§ ENTRIES SHOWN:
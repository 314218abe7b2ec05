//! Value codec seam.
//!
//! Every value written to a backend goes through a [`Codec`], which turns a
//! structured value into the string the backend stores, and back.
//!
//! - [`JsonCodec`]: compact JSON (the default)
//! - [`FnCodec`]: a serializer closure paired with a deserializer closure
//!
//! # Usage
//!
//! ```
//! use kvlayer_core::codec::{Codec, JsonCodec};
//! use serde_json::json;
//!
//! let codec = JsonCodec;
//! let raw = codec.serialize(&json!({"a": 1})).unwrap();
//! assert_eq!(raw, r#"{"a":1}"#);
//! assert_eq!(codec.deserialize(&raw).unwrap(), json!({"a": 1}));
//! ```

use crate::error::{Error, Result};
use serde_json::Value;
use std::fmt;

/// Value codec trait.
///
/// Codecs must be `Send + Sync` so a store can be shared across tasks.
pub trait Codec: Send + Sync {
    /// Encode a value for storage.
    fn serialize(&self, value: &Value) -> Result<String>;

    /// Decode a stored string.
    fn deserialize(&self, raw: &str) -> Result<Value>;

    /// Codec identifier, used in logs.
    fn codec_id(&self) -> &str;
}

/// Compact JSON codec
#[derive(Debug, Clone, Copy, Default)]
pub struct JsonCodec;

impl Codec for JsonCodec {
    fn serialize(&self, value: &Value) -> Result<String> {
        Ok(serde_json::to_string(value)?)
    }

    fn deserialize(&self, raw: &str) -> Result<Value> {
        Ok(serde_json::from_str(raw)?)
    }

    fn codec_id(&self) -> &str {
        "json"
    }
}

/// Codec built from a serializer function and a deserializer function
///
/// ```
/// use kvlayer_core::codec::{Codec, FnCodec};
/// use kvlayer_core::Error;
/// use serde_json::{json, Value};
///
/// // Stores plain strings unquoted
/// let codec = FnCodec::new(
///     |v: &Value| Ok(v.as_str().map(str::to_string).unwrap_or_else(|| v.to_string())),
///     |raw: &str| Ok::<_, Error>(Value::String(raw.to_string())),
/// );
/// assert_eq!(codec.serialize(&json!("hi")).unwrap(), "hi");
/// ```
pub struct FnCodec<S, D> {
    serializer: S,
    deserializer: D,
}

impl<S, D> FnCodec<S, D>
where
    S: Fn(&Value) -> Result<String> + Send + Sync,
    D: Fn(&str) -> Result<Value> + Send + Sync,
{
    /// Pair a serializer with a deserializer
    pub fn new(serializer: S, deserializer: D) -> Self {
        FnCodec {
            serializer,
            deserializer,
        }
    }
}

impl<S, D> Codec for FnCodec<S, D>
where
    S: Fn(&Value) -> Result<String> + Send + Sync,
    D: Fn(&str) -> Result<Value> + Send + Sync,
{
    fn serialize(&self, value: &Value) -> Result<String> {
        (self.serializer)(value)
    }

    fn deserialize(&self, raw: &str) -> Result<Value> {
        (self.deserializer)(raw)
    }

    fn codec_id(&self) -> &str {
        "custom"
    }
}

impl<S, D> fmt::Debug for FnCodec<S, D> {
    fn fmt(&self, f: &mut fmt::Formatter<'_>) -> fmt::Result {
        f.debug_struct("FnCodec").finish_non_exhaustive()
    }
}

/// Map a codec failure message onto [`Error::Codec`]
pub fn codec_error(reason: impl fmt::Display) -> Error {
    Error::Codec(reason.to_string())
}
---
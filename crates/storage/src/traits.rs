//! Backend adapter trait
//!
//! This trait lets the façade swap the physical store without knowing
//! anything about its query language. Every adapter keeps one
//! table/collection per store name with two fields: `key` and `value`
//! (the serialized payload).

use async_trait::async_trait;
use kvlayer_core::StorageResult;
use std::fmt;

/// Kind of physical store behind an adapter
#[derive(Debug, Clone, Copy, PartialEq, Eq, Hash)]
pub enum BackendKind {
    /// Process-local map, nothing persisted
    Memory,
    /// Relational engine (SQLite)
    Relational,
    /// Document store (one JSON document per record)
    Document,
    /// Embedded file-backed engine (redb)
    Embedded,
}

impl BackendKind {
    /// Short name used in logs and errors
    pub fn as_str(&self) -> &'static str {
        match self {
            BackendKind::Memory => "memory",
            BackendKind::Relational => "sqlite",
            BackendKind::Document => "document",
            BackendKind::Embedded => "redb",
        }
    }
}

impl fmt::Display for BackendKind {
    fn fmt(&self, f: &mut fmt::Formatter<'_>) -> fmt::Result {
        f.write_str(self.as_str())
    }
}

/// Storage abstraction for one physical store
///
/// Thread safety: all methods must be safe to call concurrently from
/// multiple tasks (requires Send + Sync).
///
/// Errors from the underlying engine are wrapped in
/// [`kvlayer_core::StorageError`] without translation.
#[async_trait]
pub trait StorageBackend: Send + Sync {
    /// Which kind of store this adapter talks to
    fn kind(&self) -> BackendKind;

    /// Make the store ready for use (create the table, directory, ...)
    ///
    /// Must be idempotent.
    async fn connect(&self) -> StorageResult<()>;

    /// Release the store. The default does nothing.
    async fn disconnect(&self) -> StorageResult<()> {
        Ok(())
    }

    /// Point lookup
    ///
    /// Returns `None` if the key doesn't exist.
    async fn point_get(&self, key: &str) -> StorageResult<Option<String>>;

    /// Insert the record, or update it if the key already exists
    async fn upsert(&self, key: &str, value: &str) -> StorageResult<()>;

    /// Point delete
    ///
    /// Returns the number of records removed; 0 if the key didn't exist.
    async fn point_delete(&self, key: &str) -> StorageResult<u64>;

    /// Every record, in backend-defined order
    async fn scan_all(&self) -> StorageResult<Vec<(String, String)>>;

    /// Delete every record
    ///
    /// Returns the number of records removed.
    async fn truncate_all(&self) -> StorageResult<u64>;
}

§ TASK REQUIREMENTS: Whenever "adapter" occurs in a line of the entries, copy that line.

§ ANSWER SECTION:
//! Backend adapter trait
//! anything about its query language. Every adapter keeps one
/// Kind of physical store behind an adapter
    /// Which kind of store this adapter talks to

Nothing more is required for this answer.